I have traced through the v3 Go code, and the logic appears the same for downlink messages, although I could swear I was able to send downlink messages larger than 53 bytes with v3. There is a difference in how the device lock is set in the uplink handling, though. Perhaps this is the difference. The v4 uplink handler does not seem to be taking the same RX1 window configuration rx1_delay into consideration. I might very well be missing something and/or not fully understanding the logic flow yet.

All that said, the current implementation appears to work contrary to my understanding of Class C downlink messages. Granted, my understanding could very well be incorrect. While the Regional Parameters doc does not specifically mention device class in the receive window sections, this article in the Semtech technical documents documentation, An In-depth Look at LoRaWAN® Class C Devices, specifically states:

Class C end devices implement the same two receive windows as Class A devices, but they do not close the RX2 window until they send the next transmission back to the server. Therefore, they can receive a downlink in the RX2 window at almost any time. A short window at the RX2 frequency and data rate is also opened between the end of the transmission and the beginning of the RX1 receive window, as illustrated in Figure 1.

image

While technically Chirpstack does implement the RX1 receive window for Class C devices, it seems impossible to insert a downlink message, as a response to an uplink message, into the system in such a way that it will be treated as being within the RX1 receive delay time period. To do so would require the uplink handler to wait until the configured rx1_delay time period has expired before initiating the RX2 downlink process, which seems non-trivial.

If my understanding of the Class C downlink handling is correct and this is a legitimate issue with Chirpstack, I am happy to write this up as an issue in GitHub. If my understanding is incomplete, I welcome more clarity.

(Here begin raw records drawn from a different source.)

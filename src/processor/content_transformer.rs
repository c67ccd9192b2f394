//! # Content Transformer Module
//!
//! This module produces the new file content for adding or removing a
//! license header, given a [`Detection`] for the current content.

use std::borrow::Cow;

use crate::detector::Detection;

/// Content transformation utilities for license processing.
///
/// Both operations return [`Cow::Borrowed`] when nothing changes so callers
/// can skip the write entirely.
#[derive(Debug, Default, Clone, Copy)]
pub struct ContentTransformer;

impl ContentTransformer {
  pub const fn new() -> Self {
    Self
  }

  /// Inserts `wrapped` at the detected position.
  ///
  /// The header is followed by exactly one blank line unless nothing follows
  /// it. A prefix line that lacks a trailing newline gets one so the header
  /// starts on its own line.
  pub fn add_license<'a>(&self, content: &'a [u8], wrapped: &[u8], detection: Detection) -> Cow<'a, [u8]> {
    let insert_at = match detection {
      Detection::Present { .. } => return Cow::Borrowed(content),
      Detection::Absent { insert_at } => insert_at,
    };

    let (prefix, remainder) = content.split_at(insert_at);
    let mut out = Vec::with_capacity(content.len() + wrapped.len() + 2);

    out.extend_from_slice(prefix);
    if !prefix.is_empty() && !prefix.ends_with(b"\n") {
      out.push(b'\n');
    }

    out.extend_from_slice(wrapped);
    if !remainder.is_empty() {
      out.push(b'\n');
    }

    out.extend_from_slice(remainder);
    Cow::Owned(out)
  }

  /// Cuts the detected header, and its separator blank line, out of
  /// `content`.
  pub fn remove_license<'a>(&self, content: &'a [u8], detection: Detection) -> Cow<'a, [u8]> {
    match detection {
      Detection::Absent { .. } => Cow::Borrowed(content),
      Detection::Present { start, end } => {
        let mut out = Vec::with_capacity(content.len() - (end - start));
        out.extend_from_slice(&content[..start]);
        out.extend_from_slice(&content[end..]);
        Cow::Owned(out)
      }
    }
  }
}
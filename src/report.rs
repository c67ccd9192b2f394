//! # Report Module
//!
//! This module records what happened to each candidate file during a run and
//! aggregates the outcomes into a [`ProcessingSummary`].

use std::fmt;
use std::path::PathBuf;
use std::time::Duration;

use crate::error::Error;

/// Why a file was left alone without being an error.
#[derive(Debug, Clone, Copy, PartialEq, Eq)]
pub enum SkipReason {
  /// No comment style is known for the file's name or extension.
  UnsupportedStyle,
}

impl fmt::Display for SkipReason {
  fn fmt(&self, f: &mut fmt::Formatter<'_>) -> fmt::Result {
    match self {
      Self::UnsupportedStyle => write!(f, "no comment style defined for extension"),
    }
  }
}

/// Outcome for a single file.
#[derive(Debug)]
pub enum FileAction {
  /// License header was inserted.
  Added,
  /// License header was cut out.
  Removed,
  /// Content already had the desired state.
  Unchanged,
  /// File was not a candidate for processing.
  Skipped(SkipReason),
  /// Reading or writing the file failed.
  Failed(Error),
}

impl FileAction {
  pub const fn is_failure(&self) -> bool {
    matches!(self, Self::Failed(_))
  }
}

/// Information about a processed file.
#[derive(Debug)]
pub struct FileReport {
  /// Path to the file as produced by the walk
  pub path: PathBuf,
  /// What was done to it
  pub action: FileAction,
  /// Whether the change was only previewed
  pub dry_run: bool,
}

impl FileReport {
  pub const fn new(path: PathBuf, action: FileAction, dry_run: bool) -> Self {
    Self { path, action, dry_run }
  }
}

/// Summary of a whole run.
#[derive(Debug, Default)]
pub struct ProcessingSummary {
  /// Per-file reports in walk order
  pub reports: Vec<FileReport>,
  /// Wall-clock time spent processing
  pub elapsed: Duration,
}

impl ProcessingSummary {
  /// Builds a summary from collected reports.
  pub const fn new(reports: Vec<FileReport>, elapsed: Duration) -> Self {
    Self { reports, elapsed }
  }

  pub fn total(&self) -> usize {
    self.reports.len()
  }

  pub fn added(&self) -> usize {
    self.count(|action| matches!(action, FileAction::Added))
  }

  pub fn removed(&self) -> usize {
    self.count(|action| matches!(action, FileAction::Removed))
  }

  pub fn unchanged(&self) -> usize {
    self.count(|action| matches!(action, FileAction::Unchanged))
  }

  pub fn skipped(&self) -> usize {
    self.count(|action| matches!(action, FileAction::Skipped(_)))
  }

  pub fn failed(&self) -> usize {
    self.count(FileAction::is_failure)
  }

  /// Reports whose action matches `predicate`, in walk order.
  pub fn filter<F>(&self, predicate: F) -> impl Iterator<Item = &FileReport>
  where
    F: Fn(&FileAction) -> bool,
  {
    self.reports.iter().filter(move |report| predicate(&report.action))
  }

  /// Failed reports alongside their errors.
  pub fn failures(&self) -> impl Iterator<Item = (&FileReport, &Error)> {
    self.reports.iter().filter_map(|report| match &report.action {
      FileAction::Failed(error) => Some((report, error)),
      _ => None,
    })
  }

  fn count<F>(&self, predicate: F) -> usize
  where
    F: Fn(&FileAction) -> bool,
  {
    self.reports.iter().filter(|report| predicate(&report.action)).count()
  }
}

#[cfg(test)]
mod tests {
  use std::io;

  use super::*;
  use crate::error::Operation;

  fn report(path: &str, action: FileAction) -> FileReport {
    FileReport::new(PathBuf::from(path), action, false)
  }

  #[test]
  fn test_summary_counts() {
    let summary = ProcessingSummary::new(
      vec![
        report("a.go", FileAction::Added),
        report("b.go", FileAction::Added),
        report("c.go", FileAction::Unchanged),
        report("d.xyz", FileAction::Skipped(SkipReason::UnsupportedStyle)),
        report(
          "e.go",
          FileAction::Failed(Error::io(
            Operation::Read,
            "e.go",
            io::Error::from(io::ErrorKind::PermissionDenied),
          )),
        ),
      ],
      Duration::from_millis(5),
    );

    assert_eq!(summary.total(), 5);
    assert_eq!(summary.added(), 2);
    assert_eq!(summary.removed(), 0);
    assert_eq!(summary.unchanged(), 1);
    assert_eq!(summary.skipped(), 1);
    assert_eq!(summary.failed(), 1);
  }

  #[test]
  fn test_failures_yield_errors() {
    let summary = ProcessingSummary::new(
      vec![
        report("a.go", FileAction::Removed),
        report(
          "b.go",
          FileAction::Failed(Error::io(
            Operation::Rename,
            "b.go",
            io::Error::from(io::ErrorKind::Other),
          )),
        ),
      ],
      Duration::ZERO,
    );

    let failures: Vec<_> = summary.failures().collect();
    assert_eq!(failures.len(), 1);
    assert_eq!(failures[0].0.path, PathBuf::from("b.go"));
    assert!(failures[0].1.to_string().contains("rename"));
  }

  #[test]
  fn test_filter_keeps_walk_order() {
    let summary = ProcessingSummary::new(
      vec![
        report("z.go", FileAction::Added),
        report("m.go", FileAction::Unchanged),
        report("a.go", FileAction::Added),
      ],
      Duration::ZERO,
    );

    let added: Vec<_> = summary
      .filter(|action| matches!(action, FileAction::Added))
      .map(|report| report.path.clone())
      .collect();
    assert_eq!(added, vec![PathBuf::from("z.go"), PathBuf::from("a.go")]);
  }

  #[test]
  fn test_skip_reason_display() {
    assert_eq!(
      SkipReason::UnsupportedStyle.to_string(),
      "no comment style defined for extension"
    );
  }
}
//! # addlicense
//!
//! A tool that adds or removes license headers in source files.

use addlicense::cli::{Cli, run};
use anyhow::Result;

fn main() -> Result<()> {
  run(Cli::parse_args())
}
use clap::ValueEnum;

/// Enum representing the color mode options.
#[derive(Debug, Clone, Copy, Default, PartialEq, Eq, ValueEnum)]
pub enum ColorMode {
  /// Automatically determine whether to use colors based on TTY detection
  #[default]
  Auto,
  /// Never use colors
  Never,
  /// Always use colors
  Always,
}

impl ColorMode {
  /// Applies the mode to all `owo-colors` output of the process.
  ///
  /// [`ColorMode::Auto`] clears any override so stream detection decides.
  pub fn apply(self) {
    match self {
      ColorMode::Auto => owo_colors::unset_override(),
      ColorMode::Never => owo_colors::set_override(false),
      ColorMode::Always => owo_colors::set_override(true),
    }
  }
}

/// Verbosity of user-facing output, chosen once by the CLI.
#[derive(Debug, Clone, Copy, Default, PartialEq, Eq)]
pub enum OutputMode {
  /// File lists are truncated
  #[default]
  Normal,
  /// Only errors are printed
  Quiet,
  /// File lists are shown in full, with timing
  Verbose,
}

impl OutputMode {
  /// Picks the mode from the `--quiet` and `--debug` flags; quiet wins.
  pub const fn from_flags(quiet: bool, debug: bool) -> Self {
    if quiet {
      OutputMode::Quiet
    } else if debug {
      OutputMode::Verbose
    } else {
      OutputMode::Normal
    }
  }

  pub const fn is_quiet(self) -> bool {
    matches!(self, OutputMode::Quiet)
  }

  pub const fn is_verbose(self) -> bool {
    matches!(self, OutputMode::Verbose)
  }
}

For now, I will adjust my application to better handle downlink messages that are larger than 53 bytes (in US915, 51 in EU868) by breaking them into multiple downlink messages. This seems prudent even if the downlink RX1 window should be used, at least as a fallback. But then I’m not sure if the application layer can know which DR is going to be used for the downlink message. That is a discussion for another day.

1 Like

I noticed this was missing in the v4 implementation (will be included in the next release):

Maybe your issue is related to this?

1 Like

Yes, I think this is the issue. Without a slight delay, there is nothing to send when uplink handler builds the downlink response. My integration is handled quickly, but not as quickly as the the downlink handle_response process completes.

In examining the network config defaults, it looks like the default delay is 100ms. If that needs to be increased, we simply add to the network config:

[network]
...
get_downlink_data_delay=<x>
...

I did not have this set in the v3 config, which has the same 100ms default, so it seems like this v4 change is exactly what is needed.

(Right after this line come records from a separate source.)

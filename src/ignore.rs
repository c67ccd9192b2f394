//! # Ignore Module
//!
//! This module decides which walked entries are excluded from processing.
//!
//! Patterns use shell-glob semantics: `*` matches any run of characters,
//! `?` a single character, and `[abc]` / `[!abc]` a character class. Neither
//! `*` nor `?` crosses a `/`. An entry is excluded when any pattern matches
//! any of:
//!
//! 1. its path relative to the walked root, with `/` separators
//!    (`vendor/b.go`);
//! 2. its base name (`b.go`);
//! 3. its full path as produced by the walk (`./src/vendor/b.go`).
//!
//! A pattern ending in `/` only matches directories. Excluding a directory
//! excludes everything below it, so `vendor` and `vendor/*` both keep the
//! walker out of `vendor/sub/c.go`.

use std::path::{Component, Path};

use glob::{MatchOptions, Pattern};
use tracing::trace;

use crate::error::{Error, Result};

const MATCH_OPTIONS: MatchOptions = MatchOptions {
  case_sensitive: true,
  require_literal_separator: true,
  require_literal_leading_dot: false,
};

#[derive(Debug, Clone)]
struct IgnorePattern {
  pattern: Pattern,
  dir_only: bool,
}

/// Compiled set of ignore patterns, fixed for the duration of a run.
///
/// The walk root itself is never excluded, but its children are matched on
/// their full path too. Walking `vendor` with the pattern `vendor/*`
/// therefore yields nothing: every child's full path is `vendor/<name>`.
///
/// # Examples
///
/// ```rust
/// use std::path::Path;
///
/// use addlicense::ignore::IgnoreSet;
///
/// # fn main() -> addlicense::error::Result<()> {
/// let ignore = IgnoreSet::new(["vendor/*", "*.pb.go"])?;
///
/// assert!(ignore.is_ignored(Path::new("root/vendor/b.go"), Path::new("vendor/b.go"), false));
/// assert!(ignore.is_ignored(Path::new("root/api/x.pb.go"), Path::new("api/x.pb.go"), false));
/// assert!(!ignore.is_ignored(Path::new("root/a.go"), Path::new("a.go"), false));
/// # Ok(())
/// # }
/// ```
#[derive(Debug, Clone, Default)]
pub struct IgnoreSet {
  patterns: Vec<IgnorePattern>,
}

impl IgnoreSet {
  /// Compiles `patterns`.
  ///
  /// Backslashes are treated as path separators and a leading `./` is
  /// dropped, since relative paths are matched without one.
  ///
  /// # Errors
  ///
  /// Returns [`Error::Pattern`] for the first pattern that is not a valid
  /// glob.
  pub fn new<I, S>(patterns: I) -> Result<Self>
  where
    I: IntoIterator<Item = S>,
    S: AsRef<str>,
  {
    let mut compiled = Vec::new();

    for raw in patterns {
      let raw = raw.as_ref();
      let normalized = raw.replace('\\', "/");
      let normalized = normalized.strip_prefix("./").unwrap_or(&normalized);

      let (body, dir_only) = match normalized.strip_suffix('/') {
        Some(body) if !body.is_empty() => (body, true),
        _ => (normalized, false),
      };

      let pattern = Pattern::new(body).map_err(|source| Error::Pattern {
        pattern: raw.to_string(),
        source,
      })?;

      compiled.push(IgnorePattern { pattern, dir_only });
    }

    Ok(Self { patterns: compiled })
  }

  /// Checks an entry against every pattern.
  ///
  /// `path` is the entry's full path as walked and `relative` its path below
  /// the walked root; an empty `relative` (the root itself) is only matched
  /// by base name and full path.
  pub fn is_ignored(&self, path: &Path, relative: &Path, is_dir: bool) -> bool {
    if self.patterns.is_empty() {
      return false;
    }

    let relative = slash_path(relative);
    let base_name = path.file_name().and_then(|name| name.to_str());
    let full = slash_path(path);

    for entry in &self.patterns {
      if entry.dir_only && !is_dir {
        continue;
      }

      let matched = (!relative.is_empty() && entry.pattern.matches_with(&relative, MATCH_OPTIONS))
        || base_name.is_some_and(|name| entry.pattern.matches_with(name, MATCH_OPTIONS))
        || entry.pattern.matches_with(&full, MATCH_OPTIONS);

      if matched {
        trace!("Skipping: {} (matches ignore pattern '{}')", path.display(), entry.pattern);
        return true;
      }
    }

    false
  }
}

/// Joins the normal components of `path` with `/`, dropping `.` segments.
fn slash_path(path: &Path) -> String {
  let mut out = String::new();
  for component in path.components() {
    let segment = match component {
      Component::CurDir => continue,
      Component::RootDir => {
        out.push('/');
        continue;
      }
      other => other.as_os_str().to_string_lossy(),
    };
    if !out.is_empty() && !out.ends_with('/') {
      out.push('/');
    }
    out.push_str(&segment);
  }
  out
}

#[cfg(test)]
mod tests {
  use super::*;

  fn ignored(patterns: &[&str], relative: &str, is_dir: bool) -> bool {
    let set = IgnoreSet::new(patterns).expect("valid patterns");
    let full = Path::new("root").join(relative);
    set.is_ignored(&full, Path::new(relative), is_dir)
  }

  #[test]
  fn test_relative_path_match() {
    assert!(ignored(&["vendor/*"], "vendor/b.go", false));
    assert!(!ignored(&["vendor/*"], "a.go", false));
  }

  #[test]
  fn test_star_does_not_cross_separator() {
    assert!(!ignored(&["vendor/*.go"], "vendor/sub/c.go", false));
    assert!(ignored(&["vendor/*"], "vendor/sub", true));
  }

  #[test]
  fn test_base_name_match_at_any_depth() {
    assert!(ignored(&["*.pb.go"], "api/v1/service.pb.go", false));
    assert!(ignored(&["vendor"], "third_party/vendor", true));
  }

  #[test]
  fn test_question_mark_and_class() {
    assert!(ignored(&["gen?.go"], "gen1.go", false));
    assert!(!ignored(&["gen?.go"], "gen10.go", false));
    assert!(ignored(&["[ab].go"], "b.go", false));
    assert!(!ignored(&["[!ab].go"], "a.go", false));
  }

  #[test]
  fn test_full_path_match() {
    let set = IgnoreSet::new(["root/generated/*"]).expect("valid pattern");
    assert!(set.is_ignored(Path::new("root/generated/x.go"), Path::new("generated/x.go"), false));
  }

  #[test]
  fn test_trailing_slash_matches_directories_only() {
    assert!(ignored(&["build/"], "build", true));
    assert!(!ignored(&["build/"], "build", false));
  }

  #[test]
  fn test_leading_dot_slash_and_backslash_are_normalized() {
    assert!(ignored(&["./vendor/*"], "vendor/b.go", false));
    assert!(ignored(&["vendor\\*"], "vendor/b.go", false));
  }

  #[test]
  fn test_root_entry_is_matched_by_name_only() {
    let set = IgnoreSet::new(["*.go"]).expect("valid pattern");
    assert!(set.is_ignored(Path::new("main.go"), Path::new(""), false));
  }

  #[test]
  fn test_invalid_pattern() {
    let err = IgnoreSet::new(["[unterminated"]).expect_err("invalid glob");
    assert!(matches!(err, Error::Pattern { .. }));
    assert!(err.to_string().contains("[unterminated"));
  }

  #[test]
  fn test_empty_set_ignores_nothing() {
    let set = IgnoreSet::default();
    assert!(set.patterns.is_empty());
    assert!(!set.is_ignored(Path::new("a.go"), Path::new("a.go"), false));
  }

  #[test]
  fn test_slash_path() {
    assert_eq!(slash_path(Path::new("./a/b/c.go")), "a/b/c.go");
    assert_eq!(slash_path(Path::new("/abs/x")), "/abs/x");
    assert_eq!(slash_path(Path::new("")), "");
  }
}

Thanks so much for looking into this. I hope my analysis helped. I know it helped me to better understand how the downlink and receive windows work.


Side question (maybe this should be a new topic, but directly related to this scenario): How would an integration know if it’s able to use the rx1 window (send a larger response) or has to plan for the the rx2 window (possibly send multiple smaller responses)?

It seems to me the only option is to track the downlink queue item ID and wait for the “ack” message containing that ID. If the “ack” never comes, try a smaller message.

Thanks again.